Local Concerns for Railroad Safety – What Will Railroad Companies Do?
For one thing, there are concerns among those at the local level — mayors and city officials representing towns and cities throughout Indiana, for example — who are worried about the increased dangers to the general public that this rise in train traffic will bring. More trains mean more risk of accidents at railroad crossings, for instance, and more people hurt in train crashes including pedestrians alongside moving rail cars as well as motor vehicle – train collisions.
These city planners would like to see the railroad companies do things like install more crossing gates. Fire houses and fire engines to cover an emergency may be needed, too. There’s also the increased noise, traffic pile ups at congested railroad crossings as trains pass, and the impact to local communities overall from this new rail expansion.
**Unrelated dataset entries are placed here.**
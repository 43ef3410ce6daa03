use crate::Map;

/// A weighted reference from an exe to one of its maps.
///
/// `prob` is the probability that the map is actually touched when the exe
/// runs. New observations start at 1.0; the value is refined only by the
/// persisted model.
#[derive(Debug, Clone)]
pub struct ExeMap {
    pub map: Map,
    pub prob: f64,
}

impl ExeMap {
    pub fn new(map: Map) -> Self {
        Self { map, prob: 1.0 }
    }

    pub fn with_prob(mut self, prob: f64) -> Self {
        self.prob = prob;
        self
    }
}

#[cfg(test)]
mod tests {
    use super::*;

    #[test]
    fn fresh_exemap_prob_is_one() {
        let exemap = ExeMap::new(Map::new("/usr/lib/libz.so", 0, 8192, 0));
        assert_eq!(exemap.prob, 1.0);
    }
}
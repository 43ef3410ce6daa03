//! Durable state: a versioned, tag-oriented text format.
//!
//! The file is UTF-8 text, one record per line, fields separated by a single
//! tab. The first non-comment line is the `PRELOAD` header carrying the
//! version and the model time; `MAP`, `BADEXE`, `EXE`, `EXEMAP`, and
//! `MARKOV` sections follow. Paths are percent-escaped file URIs. Writes go
//! to `<path>.tmp` followed by an atomic rename.

mod uri;

use crate::state::StateInner;
use crate::{Error, Exe, ExeMap, Map, Markov};
use std::collections::HashMap;
use std::io::{BufRead, Write};
use std::path::Path;
use tracing::{debug, info, warn};

const TAG_PRELOAD: &str = "PRELOAD";
const TAG_MAP: &str = "MAP";
const TAG_BADEXE: &str = "BADEXE";
const TAG_EXE: &str = "EXE";
const TAG_EXEMAP: &str = "EXEMAP";
const TAG_MARKOV: &str = "MARKOV";

const VERSION: &str = env!("CARGO_PKG_VERSION");

#[derive(Debug, thiserror::Error)]
pub enum StateFileError {
    #[error("line {line}: invalid tag")]
    Tag { line: usize },

    #[error("line {line}: invalid syntax")]
    Syntax { line: usize },

    #[error("line {line}: invalid index")]
    Index { line: usize },

    #[error("line {line}: duplicate index")]
    DuplicateIndex { line: usize },

    #[error("line {line}: duplicate object")]
    DuplicateObject { line: usize },

    #[error("line {line}: invalid file URI")]
    Uri { line: usize },

    #[error("missing {TAG_PRELOAD} header")]
    MissingHeader,

    #[error("state file version {found} is newer than running version {running}")]
    VersionNewer { found: String, running: String },
}

/// Write the whole model to `writer`.
///
/// Sections are emitted in sequence order so identical models produce
/// identical bytes.
pub(crate) fn write_state(inner: &StateInner, writer: &mut impl Write) -> Result<(), Error> {
    writeln!(writer, "{TAG_PRELOAD}\t{VERSION}\t{}", inner.time)?;

    let mut maps: Vec<&Map> = inner.maps.iter().collect();
    maps.sort_by_key(|map| map.seq());
    for map in maps {
        let Some(seq) = map.seq() else { continue };
        writeln!(
            writer,
            "{TAG_MAP}\t{seq}\t{}\t{}\t{}\t-1\t{}",
            map.update_time(),
            map.offset(),
            map.length(),
            uri::encode(map.path()),
        )?;
    }

    let mut bad_exes: Vec<(&std::path::PathBuf, &u64)> = inner.bad_exes.iter().collect();
    bad_exes.sort();
    for (path, size) in bad_exes {
        writeln!(writer, "{TAG_BADEXE}\t{size}\t-1\t{}", uri::encode(path))?;
    }

    let mut exes: Vec<&Exe> = inner.exes.values().collect();
    exes.sort_by_key(|exe| exe.seq());
    for exe in &exes {
        let Some(seq) = exe.seq() else { continue };
        let update_time = exe
            .update_time()
            .map(|t| t.to_string())
            .unwrap_or_else(|| "-1".into());
        writeln!(
            writer,
            "{TAG_EXE}\t{seq}\t{update_time}\t{}\t-1\t{}",
            exe.time(),
            uri::encode(&exe.path()),
        )?;
    }

    for exe in &exes {
        let Some(exe_seq) = exe.seq() else { continue };
        for exemap in exe.exemaps() {
            let Some(map_seq) = exemap.map.seq() else {
                continue;
            };
            writeln!(writer, "{TAG_EXEMAP}\t{exe_seq}\t{map_seq}\t{}", exemap.prob)?;
        }
    }

    let mut io_error: Option<std::io::Error> = None;
    for exe in &exes {
        exe.foreach_markov(|markov| {
            if io_error.is_some() {
                return Ok(());
            }
            if let Err(err) = write_markov(markov, writer) {
                io_error = Some(err);
            }
            Ok(())
        })?;
    }
    if let Some(err) = io_error {
        return Err(err.into());
    }

    Ok(())
}

fn write_markov(markov: &Markov, writer: &mut impl Write) -> std::io::Result<()> {
    let Ok((Some(a_seq), Some(b_seq))) = markov.seqs() else {
        return Ok(());
    };
    let stats = markov.stats();

    write!(writer, "{TAG_MARKOV}\t{a_seq}\t{b_seq}\t{}", stats.time)?;
    for ttl in stats.time_to_leave {
        write!(writer, "\t{ttl}")?;
    }
    for row in stats.weight {
        for weight in row {
            write!(writer, "\t{weight}")?;
        }
    }
    writeln!(writer)
}

/// Populate a fresh model from `reader`.
///
/// On any error the file is unusable as a whole and the caller discards the
/// partially populated model.
pub(crate) fn read_state(inner: &mut StateInner, reader: impl BufRead) -> Result<(), Error> {
    let mut maps_by_index: HashMap<u64, Map> = HashMap::new();
    let mut exes_by_index: HashMap<u64, Exe> = HashMap::new();
    let mut max_map_seq: Option<u64> = None;
    let mut max_exe_seq: Option<u64> = None;
    let mut seen_header = false;

    for (lineno, line) in reader.lines().enumerate() {
        let line = line?;
        let lineno = lineno + 1;
        if line.is_empty() || line.starts_with('#') {
            continue;
        }

        let fields: Vec<&str> = line.split('\t').collect();
        let tag = fields[0];

        if !seen_header {
            if tag != TAG_PRELOAD {
                return Err(StateFileError::MissingHeader.into());
            }
            let [version, time] = require_fields(&fields, lineno)?;
            match check_version(version) {
                VersionCheck::Compatible => {}
                VersionCheck::FileOlder => {
                    warn!(
                        found = version,
                        running = VERSION,
                        "state file is from an old version I no longer understand, ignoring it"
                    );
                    return Ok(());
                }
                VersionCheck::FileNewer => {
                    return Err(StateFileError::VersionNewer {
                        found: version.to_string(),
                        running: VERSION.to_string(),
                    }
                    .into());
                }
                VersionCheck::Unparsable => {
                    return Err(StateFileError::Syntax { line: lineno }.into());
                }
            }
            let time: u64 = parse(time, lineno)?;
            inner.time = time;
            inner.last_accounting_timestamp = time;
            seen_header = true;
            continue;
        }

        match tag {
            TAG_PRELOAD => return Err(StateFileError::Syntax { line: lineno }.into()),
            TAG_MAP => {
                let [seq, update_time, offset, length, _expansion, file_uri] =
                    require_fields(&fields, lineno)?;
                let seq: u64 = parse(seq, lineno)?;
                let update_time: u64 = parse(update_time, lineno)?;
                let offset: u64 = parse(offset, lineno)?;
                let length: u64 = parse(length, lineno)?;
                let path =
                    uri::decode(file_uri).ok_or(StateFileError::Uri { line: lineno })?;

                let map = Map::new(path, offset, length, update_time);
                if maps_by_index.contains_key(&seq) {
                    return Err(StateFileError::DuplicateIndex { line: lineno }.into());
                }
                if maps_by_index.values().any(|existing| *existing == map) {
                    return Err(StateFileError::DuplicateObject { line: lineno }.into());
                }
                map.set_seq(seq);
                max_map_seq = Some(max_map_seq.map_or(seq, |m| m.max(seq)));
                maps_by_index.insert(seq, map);
            }
            TAG_BADEXE => {
                // deliberately not read back in: bad exes get another chance
                // on every restart
            }
            TAG_EXE => {
                let [seq, update_time, time, _expansion, file_uri] =
                    require_fields(&fields, lineno)?;
                let seq: u64 = parse(seq, lineno)?;
                let update_time: i64 = parse(update_time, lineno)?;
                let time: u64 = parse(time, lineno)?;
                let path =
                    uri::decode(file_uri).ok_or(StateFileError::Uri { line: lineno })?;

                if exes_by_index.contains_key(&seq) {
                    return Err(StateFileError::DuplicateIndex { line: lineno }.into());
                }
                if inner.exes.contains_key(&path) {
                    return Err(StateFileError::DuplicateObject { line: lineno }.into());
                }

                let exe = Exe::new(path);
                exe.set_seq(seq);
                exe.set_time(time);
                if let Ok(update_time) = u64::try_from(update_time) {
                    exe.set_update_time(update_time);
                }
                max_exe_seq = Some(max_exe_seq.map_or(seq, |m| m.max(seq)));
                inner.register_exe(exe.clone(), false)?;
                exes_by_index.insert(seq, exe);
            }
            TAG_EXEMAP => {
                let [exe_seq, map_seq, prob] = require_fields(&fields, lineno)?;
                let exe_seq: u64 = parse(exe_seq, lineno)?;
                let map_seq: u64 = parse(map_seq, lineno)?;
                let prob: f64 = parse(prob, lineno)?;

                let exe = exes_by_index
                    .get(&exe_seq)
                    .ok_or(StateFileError::Index { line: lineno })?;
                let map = maps_by_index
                    .get(&map_seq)
                    .ok_or(StateFileError::Index { line: lineno })?;

                inner.map_ref(map);
                exe.add_exemap(ExeMap::new(map.clone()).with_prob(prob));
            }
            TAG_MARKOV => {
                if fields.len() != 1 + 3 + 4 + 16 {
                    return Err(StateFileError::Syntax { line: lineno }.into());
                }
                let a_seq: u64 = parse(fields[1], lineno)?;
                let b_seq: u64 = parse(fields[2], lineno)?;
                let time: u64 = parse(fields[3], lineno)?;

                let mut time_to_leave = [0f64; 4];
                for (slot, field) in time_to_leave.iter_mut().zip(&fields[4..8]) {
                    *slot = parse(field, lineno)?;
                }
                let mut weight = [[0u32; 4]; 4];
                for (row, chunk) in weight.iter_mut().zip(fields[8..24].chunks(4)) {
                    for (slot, field) in row.iter_mut().zip(chunk) {
                        *slot = parse(field, lineno)?;
                    }
                }

                let a = exes_by_index
                    .get(&a_seq)
                    .ok_or(StateFileError::Index { line: lineno })?;
                let b = exes_by_index
                    .get(&b_seq)
                    .ok_or(StateFileError::Index { line: lineno })?;

                let markov = Markov::new(a.for_markov(), b.for_markov()).linked()?;
                markov.set_stats(time, time_to_leave, weight);
            }
            _ => return Err(StateFileError::Tag { line: lineno }.into()),
        }
    }

    if !seen_header && (!maps_by_index.is_empty() || !exes_by_index.is_empty()) {
        return Err(StateFileError::MissingHeader.into());
    }

    inner.map_seq = max_map_seq.map_or(0, |m| m + 1);
    inner.exe_seq = max_exe_seq.map_or(0, |m| m + 1);

    let last_running_timestamp = inner.last_running_timestamp;
    inner.markov_foreach(|markov| markov.set_state(last_running_timestamp))?;

    debug!(
        num_exes = inner.exes.len(),
        num_maps = inner.maps.len(),
        time = inner.time,
        "state loaded"
    );
    Ok(())
}

enum VersionCheck {
    Compatible,
    FileOlder,
    FileNewer,
    Unparsable,
}

fn major(version: &str) -> Option<u64> {
    version.split('.').next()?.parse().ok()
}

fn check_version(found: &str) -> VersionCheck {
    let (Some(found_major), Some(running_major)) = (major(found), major(VERSION)) else {
        return VersionCheck::Unparsable;
    };
    match found_major.cmp(&running_major) {
        std::cmp::Ordering::Equal => VersionCheck::Compatible,
        std::cmp::Ordering::Less => VersionCheck::FileOlder,
        std::cmp::Ordering::Greater => VersionCheck::FileNewer,
    }
}

fn require_fields<'a, const N: usize>(
    fields: &[&'a str],
    line: usize,
) -> Result<[&'a str; N], StateFileError> {
    fields[1..]
        .try_into()
        .map_err(|_| StateFileError::Syntax { line })
}

fn parse<T: std::str::FromStr>(field: &str, line: usize) -> Result<T, StateFileError> {
    field
        .parse()
        .map_err(|_| StateFileError::Syntax { line })
}

/// Write the model to `<statefile>.tmp` and atomically rename it over the
/// statefile. A failed write unlinks the temporary and leaves the previous
/// file untouched.
pub(crate) fn save_state(inner: &StateInner, statefile: &Path) -> Result<(), Error> {
    info!(path = ?statefile, "saving state");

    let mut tmpfile = statefile.as_os_str().to_os_string();
    tmpfile.push(".tmp");
    let tmpfile = std::path::PathBuf::from(tmpfile);

    let result = (|| -> Result<(), Error> {
        let file = std::fs::File::create(&tmpfile)?;
        let mut writer = std::io::BufWriter::new(file);
        write_state(inner, &mut writer)?;
        writer.flush()?;
        Ok(())
    })();

    if let Err(err) = result {
        let _ = std::fs::remove_file(&tmpfile);
        return Err(err);
    }

    if let Err(err) = std::fs::rename(&tmpfile, statefile) {
        let _ = std::fs::remove_file(&tmpfile);
        return Err(err.into());
    }

    debug!("saving state done");
    Ok(())
}

/// Load the model from `statefile` if it exists. A missing file yields an
/// empty model; an unusable one is reported for the caller to discard.
pub(crate) fn load_state(inner: &mut StateInner, statefile: &Path) -> Result<(), Error> {
    let file = match std::fs::File::open(statefile) {
        Ok(file) => file,
        Err(err) if err.kind() == std::io::ErrorKind::NotFound => {
            debug!(path = ?statefile, "no state file, starting fresh");
            return Ok(());
        }
        Err(err) => return Err(err.into()),
    };
    info!(path = ?statefile, "loading state");
    read_state(inner, std::io::BufReader::new(file))
}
Right now, it’s not at all clear how these problems or going to be solved, and if (or how much) the railroad companies are going to be contributing financially to the solutions. The railroad companies are not legally required to pay for safety upgrades to railroad crossings, for example.
Railroad Companies Will Not Meet 2015 Federal Law Deadline for Rail Safety
Moreover, railroad companies are already behind in meeting federal requirements for safety devices being put on their trains and they’ve notified the Federal Railroad Adminstration that the federal deadline probably will not be met.
Under federal law, railroads are mandated to install new technology to protect against train wrecks, especially when the trains are moving at high speeds. The technology is called “positive train control” (”PTC”).
This is a federal safety law that was passed in 2008 and the deadline for compliance is December 31, 2015. It’s not going to be met. There’s already work in Congress to give the railroad companies a 5 – 7 year extension.